Las últimas comerciantes romanís

Las últimas comerciantes romanís

La venta ambulante ha permitido a los gitanos, pero especialmente a las gitanas, desempeñar una actividad laboral por cuenta propia, sin que nadie les esclavice ni les haga cambiar su manera de vestir o de hablar. Pero el siniestro pacto entre el antigitanismo institucional y el capitalismo devastador la han asfixiado.

Imagen: J. Marcos
17/09/2018
Una vendedora en el mercadillo de Bizkaia./ J. Marcos

Una vendedora en el mercadillo de Bizkaia.

No puedo evitar sentirme muy apenada al ver cómo el antigitanismo institucional y el capitalismo devastador se han unido en un pacto siniestro acabando con el sustento de muchas familias gitanas. La cadena de tiendas Primark llegó a la pequeña ciudad en la que vivo hace unos siete años y engulló vorazmente y sin escrúpulos la ferviente actividad de los ‘mercaos’ con el beneplácito del ayuntamiento. El omnipresente gigante de los chollos no da tregua ni a los niños, niñas y mujeres que trabajan a destajo en sus talleres en condiciones de semiesclavitud en los países expoliados por Occidente, ni a quienes en España llevan generaciones ofreciendo ropa y calzado asequible a los hombres y mujeres que aún no habían sucumbido a las promesas de Inditex. Desde hace décadas, los mercaderes afincados en alguna ciudad dejan a sus niños y a sus niñas con la yaya e infatigables hacen kilómetros en busca del almacén que ofrece calidad de género a buen precio. Gastan lo poco que ganan con el sudor de su frente en pagar el sitio (que es lo que el ayuntamiento les cobra por su puesto en función del metro cuadrado y que cada vez es más elevado y más difícil de conseguir), hacer frente al pago de autónomos y con lo que les queda comprar más género que les permita mantener su parada en funcionamiento, no defraudar a sus clientas fijas y poder volver a pagar el sitio y los autónomos el mes siguiente en una espiral de gastos asfixiante.

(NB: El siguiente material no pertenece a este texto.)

//! Accounting categories and the coarse account-type buckets above them.

use serde::{Deserialize, Serialize};
use std::fmt;
use std::str::FromStr;

/// Coarse bucket a category rolls up into for statement aggregation.
#[derive(
    Debug, Clone, Copy, PartialEq, Eq, Hash, PartialOrd, Ord, Serialize, Deserialize,
)]
pub enum AccountType {
    #[serde(rename = "revenue")]
    Revenue,
    #[serde(rename = "expense")]
    Expense,
    #[serde(rename = "capital")]
    Capital,
    #[serde(rename = "borrowing")]
    Borrowing,
    #[serde(rename = "borrowing-repayment")]
    BorrowingRepayment,
    #[serde(rename = "deposit")]
    Deposit,
    #[serde(rename = "deposit-return")]
    DepositReturn,
    #[serde(rename = "non-operating-income")]
    NonOperatingIncome,
    #[serde(rename = "non-operating-expense")]
    NonOperatingExpense,
    #[serde(rename = "excluded")]
    Excluded,
}

impl AccountType {
    /// True if category totals keep the ledger sign; false if they are
    /// summed as magnitudes (direction already implied by the type).
    pub fn sign_preserving(&self) -> bool {
        matches!(
            self,
            AccountType::Revenue
                | AccountType::Capital
                | AccountType::Borrowing
                | AccountType::NonOperatingIncome
        )
    }

    pub fn as_str(&self) -> &'static str {
        match self {
            AccountType::Revenue => "revenue",
            AccountType::Expense => "expense",
            AccountType::Capital => "capital",
            AccountType::Borrowing => "borrowing",
            AccountType::BorrowingRepayment => "borrowing-repayment",
            AccountType::Deposit => "deposit",
            AccountType::DepositReturn => "deposit-return",
            AccountType::NonOperatingIncome => "non-operating-income",
            AccountType::NonOperatingExpense => "non-operating-expense",
            AccountType::Excluded => "excluded",
        }
    }
}

impl fmt::Display for AccountType {
    fn fmt(&self, f: &mut fmt::Formatter<'_>) -> fmt::Result {
        f.write_str(self.as_str())
    }
}

impl FromStr for AccountType {
    type Err = String;

    fn from_str(s: &str) -> Result<Self, Self::Err> {
        match s.trim() {
            "revenue" => Ok(AccountType::Revenue),
            "expense" => Ok(AccountType::Expense),
            "capital" => Ok(AccountType::Capital),
            "borrowing" => Ok(AccountType::Borrowing),
            "borrowing-repayment" => Ok(AccountType::BorrowingRepayment),
            "deposit" => Ok(AccountType::Deposit),
            "deposit-return" => Ok(AccountType::DepositReturn),
            "non-operating-income" => Ok(AccountType::NonOperatingIncome),
            "non-operating-expense" => Ok(AccountType::NonOperatingExpense),
            "excluded" => Ok(AccountType::Excluded),
            other => Err(format!("unknown account type: {other}")),
        }
    }
}

/// An accounting category: the statement-facing label plus its bucket.
///
/// Labels follow a fixed `family - detail` convention ("revenue - 유모바일",
/// "advertising - kakao", "capital - 김선호"); the part before ` - ` is the
/// grouping prefix the statement assembler uses.
#[derive(Debug, Clone, PartialEq, Eq, Hash, Serialize, Deserialize)]
pub struct Category {
    pub account_type: AccountType,
    pub label: String,
}

impl Category {
    pub fn new(account_type: AccountType, label: impl Into<String>) -> Self {
        Self {
            account_type,
            label: label.into(),
        }
    }

    pub fn revenue(counterparty: &str) -> Self {
        Self::new(AccountType::Revenue, format!("revenue - {counterparty}"))
    }

    /// Operating expense with a fully spelled label ("advertising - kakao").
    pub fn expense(label: impl Into<String>) -> Self {
        Self::new(AccountType::Expense, label)
    }

    pub fn capital(person: &str) -> Self {
        Self::new(AccountType::Capital, format!("capital - {person}"))
    }

    pub fn capital_withdrawal(detail: &str) -> Self {
        Self::new(
            AccountType::Capital,
            format!("capital withdrawal - {detail}"),
        )
    }

    pub fn borrowing(person: &str) -> Self {
        Self::new(AccountType::Borrowing, format!("borrowing - {person}"))
    }

    pub fn borrowing_repayment(person: &str) -> Self {
        Self::new(
            AccountType::BorrowingRepayment,
            format!("borrowing repayment - {person}"),
        )
    }

    pub fn deposit(purpose: &str) -> Self {
        Self::new(AccountType::Deposit, format!("deposit - {purpose}"))
    }

    pub fn deposit_return(purpose: &str) -> Self {
        Self::new(
            AccountType::DepositReturn,
            format!("deposit return - {purpose}"),
        )
    }

    pub fn non_operating_income(reason: &str) -> Self {
        Self::new(
            AccountType::NonOperatingIncome,
            format!("non-operating income - {reason}"),
        )
    }

    pub fn non_operating_expense(reason: &str) -> Self {
        Self::new(
            AccountType::NonOperatingExpense,
            format!("non-operating expense - {reason}"),
        )
    }

    pub fn other_income() -> Self {
        Self::new(AccountType::NonOperatingIncome, "other income")
    }

    pub fn other_expense() -> Self {
        Self::new(AccountType::Expense, "other expense")
    }

    /// Sentinel for out-of-scope rows (payment-processor test charges).
    pub fn excluded() -> Self {
        Self::new(AccountType::Excluded, "excluded")
    }

    /// Grouping prefix: the label part before ` - `, or the whole label.
    pub fn group(&self) -> &str {
        self.label.split(" - ").next().unwrap_or(&self.label)
    }
}

impl fmt::Display for Category {
    fn fmt(&self, f: &mut fmt::Formatter<'_>) -> fmt::Result {
        f.write_str(&self.label)
    }
}
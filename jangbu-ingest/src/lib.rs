//! jangbu-ingest: CSV ledger ingestion and egress.
//!
//! The pipeline's only I/O boundary: reading the raw bank export (7 columns)
//! or a previously classified ledger (9 columns), and writing the classified
//! ledger back out. Remote stores and publishers stay outside this
//! workspace; a CSV file is their local stand-in.

pub mod ledger_csv;

pub use ledger_csv::{read_classified_ledger, read_raw_ledger, write_classified_ledger};
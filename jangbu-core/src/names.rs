//! Counterparty-name normalization and the person-name heuristic.
//!
//! The same person shows up in the ledger under several raw strings
//! (nicknames, the company name used as a transfer memo, parenthetical
//! suffixes). Folding aliases to one canonical name *before* any name-based
//! rule runs keeps downstream aggregation from double-counting a person
//! under two labels.

use regex::Regex;

/// Injectable alias → canonical-name table, consulted once per transaction.
#[derive(Debug, Clone)]
pub struct AliasTable {
    /// (substring needle, canonical name); first hit wins.
    aliases: Vec<(String, String)>,
    /// Canonical names of capital contributors / lenders.
    principals: Vec<String>,
}

impl AliasTable {
    pub fn new(aliases: Vec<(String, String)>, principals: Vec<String>) -> Self {
        Self { aliases, principals }
    }

    /// Alias table observed in the source ledger.
    pub fn builtin() -> Self {
        Self::new(
            vec![
                ("정동민".to_string(), "정동민".to_string()),
                ("노피".to_string(), "김선호".to_string()),
                ("이지애".to_string(), "김선호".to_string()),
            ],
            vec![
                "송호빈".to_string(),
                "정동민".to_string(),
                "김선호".to_string(),
            ],
        )
    }

    /// Canonical form of a raw counterparty string: parenthetical suffixes
    /// stripped ("정동민(딘)" → "정동민"), then alias folding.
    pub fn normalize(&self, raw: &str) -> String {
        let stripped = strip_parentheticals(raw);
        for (needle, canonical) in &self.aliases {
            if stripped.contains(needle.as_str()) {
                return canonical.clone();
            }
        }
        stripped
    }

    /// Canonical principal name contained in `normalized`, if any.
    pub fn principal(&self, normalized: &str) -> Option<&str> {
        self.principals
            .iter()
            .find(|p| normalized.contains(p.as_str()))
            .map(|p| p.as_str())
    }
}

/// Matcher for the person-name heuristic: a free-text value consisting
/// solely of 2–4 Hangul syllables (after parenthetical stripping) is taken
/// to be a personal counterparty.
#[derive(Debug, Clone)]
pub struct PersonMatcher {
    re: Regex,
}

impl PersonMatcher {
    pub fn new() -> Self {
        Self {
            re: Regex::new(r"^[가-힣]{2,4}$").unwrap(),
        }
    }

    pub fn is_person(&self, raw: &str) -> bool {
        let stripped = strip_parentheticals(raw);
        self.re.is_match(stripped.trim())
    }
}

impl Default for PersonMatcher {
    fn default() -> Self {
        Self::new()
    }
}

fn strip_parentheticals(raw: &str) -> String {
    let mut out = String::with_capacity(raw.len());
    let mut depth = 0usize;
    for c in raw.chars() {
        match c {
            '(' => depth += 1,
            ')' => depth = depth.saturating_sub(1),
            _ if depth == 0 => out.push(c),
            _ => {}
        }
    }
    out.trim().to_string()
}
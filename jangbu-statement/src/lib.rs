//! jangbu-statement: classification, aggregation, statement assembly and
//! reconciliation for a single cash account's bank ledger.
//!
//! Data flow: raw ledger → [`Classifier`] → classified ledger →
//! [`aggregate`] → [`assemble`] → statement; independently, raw + classified
//! (+ statement) → [`reconcile`] → pass/fail report. Reconciliation is a
//! verification pass, never a correction pass.

pub mod aggregate;
pub mod assemble;
pub mod classify;
pub mod pipeline;
pub mod reconcile;
pub mod rules;

pub use aggregate::{aggregate, Aggregates, CategoryTotals, GrandTotals};
pub use assemble::{assemble, Statement, StatementRow};
pub use classify::Classifier;
pub use pipeline::{run_pipeline, PipelineOutput};
pub use reconcile::{reconcile, CheckKind, CheckResult, Finding, ReconciliationReport};
pub use rules::{ExclusionRule, KeywordRule, OverrideRule, RuleSet};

Pero todo ha cambiado de un tiempo a esta parte. Ahora se levantan igualmente a las 6 de la madrugada con el helor de la mañana o el frescor del rocío, despiertan con un susurro a sus pequeños que les han de acompañar a vender (los más afortunados se quedan con la tía) y, todavía al alba, se echan a la carretera con la mercancía y los hierros de la parada a cuestas en dirección al pueblo donde ese día toca mercado, pero esta vez sin saber si ese día venderán algo para poder comprar la cena. A la entrada del pueblo hay un cartel cruel del que casi nadie se percata: “Prohibida la venta ambulante excepto los días de mercado”. Una sombra apaga sus miradas. Muchos ya no salen a vender. Los que aún salen ya no ponen precio al género, cuando les preguntan “¿qué vale esta camiseta?” responden “tú dame lo que tengas”, con la resignación dibujada en el rostro. El día que llueve mucho y no pueden plantar la parada solo comen los niños. “¿Tú cuánto has hecho hoy prima?”, “No he sacado ni para los bocadillos”. Es lo de menos, el desánimo les cierra el estómago.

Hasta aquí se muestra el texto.